This exercise needs all of the entries set down again, exactly as they read.

=====

//! Error types for debttally-interpreter

use thiserror::Error;

/// Hint surfaced alongside every interpreter failure
pub const FORMAT_HINT: &str =
    "didn't understand that, try 'john owes me 2 notes' or 'settle with john'";

/// Interpreter failures are values, never panics; callers may surface the
/// message verbatim and retry.
#[derive(Error, Debug, Clone, PartialEq, Eq)]
pub enum ParseError {
    #[error("empty input; {}", FORMAT_HINT)]
    EmptyInput,

    #[error("no template matched {input:?}; {}", FORMAT_HINT)]
    NoTemplateMatched { input: String },
}

impl ParseError {
    /// Display hint for retry prompts
    pub fn hint(&self) -> &'static str {
        FORMAT_HINT
    }
}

=====

(WRITTEN RESPONSE):
//! Error types for debttally-interpreter

use thiserror::Error;

/// Hint surfaced alongside every interpreter failure
pub const FORMAT_HINT: &str =
    "didn't understand that, try 'john owes me 2 notes' or 'settle with john'";

/// Interpreter failures are values, never panics; callers may surface the
/// message verbatim and retry.
#[derive(Error, Debug, Clone, PartialEq, Eq)]
pub enum ParseError {
    #[error("empty input; {}", FORMAT_HINT)]
    EmptyInput,

    #[error("no template matched {input:?}; {}", FORMAT_HINT)]
    NoTemplateMatched { input: String },
}

impl ParseError {
    /// Display hint for retry prompts
    pub fn hint(&self) -> &'static str {
        FORMAT_HINT
    }
}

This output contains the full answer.